(Dataset items)
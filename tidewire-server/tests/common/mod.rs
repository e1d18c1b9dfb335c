#![allow(dead_code)]

use std::{sync::Arc, time::Duration};

use serde_json::{Value, json};
use tidewire_config::{Config, PublisherConfig};
use tidewire_server::{
    AppState,
    infra::{
        pubsub::InMemoryBroker,
        startup::{self, BackgroundTasks, Brokers},
    },
};
use tokio_util::sync::CancellationToken;

pub struct Harness {
    pub state: AppState,
    pub broker: InMemoryBroker,
    pub cancel: CancellationToken,
    pub background: BackgroundTasks,
}

impl Harness {
    /// Fully wired relay over an in-memory broker with the outcome
    /// subscription already live.
    pub async fn start() -> Self {
        Self::start_with(test_config()).await
    }

    pub async fn start_with(config: Config) -> Self {
        let broker = InMemoryBroker::new();
        let state = startup::assemble(Arc::new(config), Brokers::in_memory(broker.clone()));
        let cancel = CancellationToken::new();
        let background = startup::spawn_background(&state, cancel.clone());
        tokio::time::timeout(Duration::from_secs(5), broker.wait_for_subscribers(1))
            .await
            .expect("router subscribed");
        Self {
            state,
            broker,
            cancel,
            background,
        }
    }

    pub async fn stop(self) {
        self.cancel.cancel();
        self.background.join().await;
    }
}

pub fn test_config() -> Config {
    Config {
        server: Default::default(),
        redis: Default::default(),
        publisher: PublisherConfig {
            max_retries: 0,
            retry_delay: Duration::ZERO,
            ..Default::default()
        },
        gateway: Default::default(),
        upstream: None,
        dev_mode: true,
        metadata: Default::default(),
    }
}

pub fn scope() -> Value {
    json!({
        "symbol": "BTCUSDT",
        "interval": "1h",
        "startDate": "2024-01-01",
        "endDate": "2024-06-01",
        "leverage": 3,
        "commission": 0.0004,
        "principal": 10000
    })
}

pub fn with_scope(extra: Value) -> Value {
    let mut params = scope();
    if let (Some(target), Value::Object(fields)) = (params.as_object_mut(), extra) {
        target.extend(fields);
    }
    params
}

pub fn backtest_params() -> Value {
    with_scope(json!({
        "strategies": [{"name": "ema_cross", "params": {"fast": 12, "slow": 26}}]
    }))
}

pub fn optimization_params() -> Value {
    with_scope(json!({
        "strategies": [{
            "name": "ema_cross",
            "ranges": [{"parameter": "fast", "min": 5, "max": 20, "step": 1}]
        }],
        "targetMetric": "sharpeRatio"
    }))
}

pub fn walkforward_params() -> Value {
    with_scope(json!({
        "strategy": {"name": "ema_cross", "params": {}},
        "trainingWindowDays": 60,
        "testingWindowDays": 14,
        "stepDays": 14
    }))
}
//! Wiring between configuration, broker connections and the long-running
//! tasks behind the HTTP server.

use std::sync::Arc;

use anyhow::{Context, Result};
use tidewire_config::{Config, RedisConfig};
use tokio::task::JoinHandle;
use tokio_util::sync::CancellationToken;
use tracing::{error, info, warn};

use crate::infra::{
    app_state::AppState,
    pubsub::{
        BrokerPublisher, BrokerSubscriber, EventRouter, InMemoryBroker, RedisPublisher,
        RedisSubscriber, RetryPolicy, TaskPublisher,
    },
    upstream::{ConsumerError, ReconnectPolicy, ReconnectingConsumer, TaskRelay, WebSocketSource},
    websocket::Gateway,
};

/// The two broker connections a process holds: one for publishing tasks and
/// one dedicated to the outcome subscription.
pub struct Brokers {
    pub publisher: Arc<dyn BrokerPublisher>,
    pub subscriber: Arc<dyn BrokerSubscriber>,
}

impl std::fmt::Debug for Brokers {
    fn fmt(&self, f: &mut std::fmt::Formatter<'_>) -> std::fmt::Result {
        f.debug_struct("Brokers").finish_non_exhaustive()
    }
}

impl Brokers {
    pub async fn redis(config: &RedisConfig) -> Result<Self> {
        let publisher = RedisPublisher::connect(config)
            .await
            .context("failed to connect the redis publish connection")?;
        let subscriber =
            RedisSubscriber::new(config).context("invalid redis subscription settings")?;
        Ok(Self {
            publisher: Arc::new(publisher),
            subscriber: Arc::new(subscriber),
        })
    }

    /// Single-process broker; tasks published here are only visible to this
    /// process.
    pub fn in_memory(broker: InMemoryBroker) -> Self {
        Self {
            publisher: Arc::new(broker.clone()),
            subscriber: Arc::new(broker),
        }
    }
}

/// Builds the shared state and registers the gateway's outcome listeners.
/// Nothing runs until [`spawn_background`] is called.
pub fn assemble(config: Arc<Config>, brokers: Brokers) -> AppState {
    let publisher = TaskPublisher::new(brokers.publisher, RetryPolicy::from(&config.publisher));
    let router = Arc::new(EventRouter::new(
        brokers.subscriber,
        RetryPolicy::from(&config.redis.connect),
    ));
    let gateway = Arc::new(Gateway::from_config(&config.gateway));
    gateway.install_listeners(&router);

    let upstream = config.upstream.as_ref().map(|upstream| {
        info!(
            url = %upstream.url,
            max_reconnects = upstream.max_reconnects,
            "upstream task feed configured"
        );
        Arc::new(ReconnectingConsumer::new(
            Arc::new(WebSocketSource::new(upstream.url.clone())),
            Arc::new(TaskRelay::new(publisher.clone(), Arc::clone(&gateway))),
            ReconnectPolicy::from(upstream),
        ))
    });

    AppState {
        config,
        publisher,
        gateway,
        router,
        upstream,
    }
}

#[derive(Debug)]
pub struct BackgroundTasks {
    router: JoinHandle<()>,
    upstream: Option<JoinHandle<Result<(), ConsumerError>>>,
}

pub fn spawn_background(state: &AppState, cancel: CancellationToken) -> BackgroundTasks {
    let router = state.router.spawn(cancel.child_token());
    let upstream = state
        .upstream
        .as_ref()
        .map(|consumer| Arc::clone(consumer).spawn(cancel.child_token()));
    BackgroundTasks { router, upstream }
}

impl BackgroundTasks {
    /// Waits for every task to finish. Call after cancelling their token.
    pub async fn join(self) {
        if let Err(err) = self.router.await {
            error!(error = %err, "event router task panicked");
        }
        if let Some(upstream) = self.upstream {
            match upstream.await {
                Ok(Ok(())) => {}
                Ok(Err(err)) => warn!(error = %err, "upstream consumer had already given up"),
                Err(err) => error!(error = %err, "upstream consumer task panicked"),
            }
        }
    }
}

*Task prompt*:
The full set of records must be output again exactly.

*Expected answer*:
filename tidewire-server/tests/common/mod.rs
repository e1d18c1b9dfb335c
#![allow(dead_code)]

use std::{sync::Arc, time::Duration};

use serde_json::{Value, json};
use tidewire_config::{Config, PublisherConfig};
use tidewire_server::{
    AppState,
    infra::{
        pubsub::InMemoryBroker,
        startup::{self, BackgroundTasks, Brokers},
    },
};
use tokio_util::sync::CancellationToken;

pub struct Harness {
    pub state: AppState,
    pub broker: InMemoryBroker,
    pub cancel: CancellationToken,
    pub background: BackgroundTasks,
}

impl Harness {
    /// Fully wired relay over an in-memory broker with the outcome
    /// subscription already live.
    pub async fn start() -> Self {
        Self::start_with(test_config()).await
    }

    pub async fn start_with(config: Config) -> Self {
        let broker = InMemoryBroker::new();
        let state = startup::assemble(Arc::new(config), Brokers::in_memory(broker.clone()));
        let cancel = CancellationToken::new();
        let background = startup::spawn_background(&state, cancel.clone());
        tokio::time::timeout(Duration::from_secs(5), broker.wait_for_subscribers(1))
            .await
            .expect("router subscribed");
        Self {
            state,
            broker,
            cancel,
            background,
        }
    }

    pub async fn stop(self) {
        self.cancel.cancel();
        self.background.join().await;
    }
}

pub fn test_config() -> Config {
    Config {
        server: Default::default(),
        redis: Default::default(),
        publisher: PublisherConfig {
            max_retries: 0,
            retry_delay: Duration::ZERO,
            ..Default::default()
        },
        gateway: Default::default(),
        upstream: None,
        dev_mode: true,
        metadata: Default::default(),
    }
}

pub fn scope() -> Value {
    json!({
        "symbol": "BTCUSDT",
        "interval": "1h",
        "startDate": "2024-01-01",
        "endDate": "2024-06-01",
        "leverage": 3,
        "commission": 0.0004,
        "principal": 10000
    })
}

pub fn with_scope(extra: Value) -> Value {
    let mut params = scope();
    if let (Some(target), Value::Object(fields)) = (params.as_object_mut(), extra) {
        target.extend(fields);
    }
    params
}

pub fn backtest_params() -> Value {
    with_scope(json!({
        "strategies": [{"name": "ema_cross", "params": {"fast": 12, "slow": 26}}]
    }))
}

pub fn optimization_params() -> Value {
    with_scope(json!({
        "strategies": [{
            "name": "ema_cross",
            "ranges": [{"parameter": "fast", "min": 5, "max": 20, "step": 1}]
        }],
        "targetMetric": "sharpeRatio"
    }))
}

pub fn walkforward_params() -> Value {
    with_scope(json!({
        "strategy": {"name": "ema_cross", "params": {}},
        "trainingWindowDays": 60,
        "testingWindowDays": 14,
        "stepDays": 14
    }))
}
//! Wiring between configuration, broker connections and the long-running
//! tasks behind the HTTP server.

use std::sync::Arc;

use anyhow::{Context, Result};
use tidewire_config::{Config, RedisConfig};
use tokio::task::JoinHandle;
use tokio_util::sync::CancellationToken;
use tracing::{error, info, warn};

use crate::infra::{
    app_state::AppState,
    pubsub::{
        BrokerPublisher, BrokerSubscriber, EventRouter, InMemoryBroker, RedisPublisher,
        RedisSubscriber, RetryPolicy, TaskPublisher,
    },
    upstream::{ConsumerError, ReconnectPolicy, ReconnectingConsumer, TaskRelay, WebSocketSource},
    websocket::Gateway,
};

/// The two broker connections a process holds: one for publishing tasks and
/// one dedicated to the outcome subscription.
pub struct Brokers {
    pub publisher: Arc<dyn BrokerPublisher>,
    pub subscriber: Arc<dyn BrokerSubscriber>,
}

impl std::fmt::Debug for Brokers {
    fn fmt(&self, f: &mut std::fmt::Formatter<'_>) -> std::fmt::Result {
        f.debug_struct("Brokers").finish_non_exhaustive()
    }
}

impl Brokers {
    pub async fn redis(config: &RedisConfig) -> Result<Self> {
        let publisher = RedisPublisher::connect(config)
            .await
            .context("failed to connect the redis publish connection")?;
        let subscriber =
            RedisSubscriber::new(config).context("invalid redis subscription settings")?;
        Ok(Self {
            publisher: Arc::new(publisher),
            subscriber: Arc::new(subscriber),
        })
    }

    /// Single-process broker; tasks published here are only visible to this
    /// process.
    pub fn in_memory(broker: InMemoryBroker) -> Self {
        Self {
            publisher: Arc::new(broker.clone()),
            subscriber: Arc::new(broker),
        }
    }
}

/// Builds the shared state and registers the gateway's outcome listeners.
/// Nothing runs until [`spawn_background`] is called.
pub fn assemble(config: Arc<Config>, brokers: Brokers) -> AppState {
    let publisher = TaskPublisher::new(brokers.publisher, RetryPolicy::from(&config.publisher));
    let router = Arc::new(EventRouter::new(
        brokers.subscriber,
        RetryPolicy::from(&config.redis.connect),
    ));
    let gateway = Arc::new(Gateway::from_config(&config.gateway));
    gateway.install_listeners(&router);

    let upstream = config.upstream.as_ref().map(|upstream| {
        info!(
            url = %upstream.url,
            max_reconnects = upstream.max_reconnects,
            "upstream task feed configured"
        );
        Arc::new(ReconnectingConsumer::new(
            Arc::new(WebSocketSource::new(upstream.url.clone())),
            Arc::new(TaskRelay::new(publisher.clone(), Arc::clone(&gateway))),
            ReconnectPolicy::from(upstream),
        ))
    });

    AppState {
        config,
        publisher,
        gateway,
        router,
        upstream,
    }
}

#[derive(Debug)]
pub struct BackgroundTasks {
    router: JoinHandle<()>,
    upstream: Option<JoinHandle<Result<(), ConsumerError>>>,
}

pub fn spawn_background(state: &AppState, cancel: CancellationToken) -> BackgroundTasks {
    let router = state.router.spawn(cancel.child_token());
    let upstream = state
        .upstream
        .as_ref()
        .map(|consumer| Arc::clone(consumer).spawn(cancel.child_token()));
    BackgroundTasks { router, upstream }
}

impl BackgroundTasks {
    /// Waits for every task to finish. Call after cancelling their token.
    pub async fn join(self) {
        if let Err(err) = self.router.await {
            error!(error = %err, "event router task panicked");
        }
        if let Some(upstream) = self.upstream {
            match upstream.await {
                Ok(Ok(())) => {}
                Ok(Err(err)) => warn!(error = %err, "upstream consumer had already given up"),
                Err(err) => error!(error = %err, "upstream consumer task panicked"),
            }
        }
    }
}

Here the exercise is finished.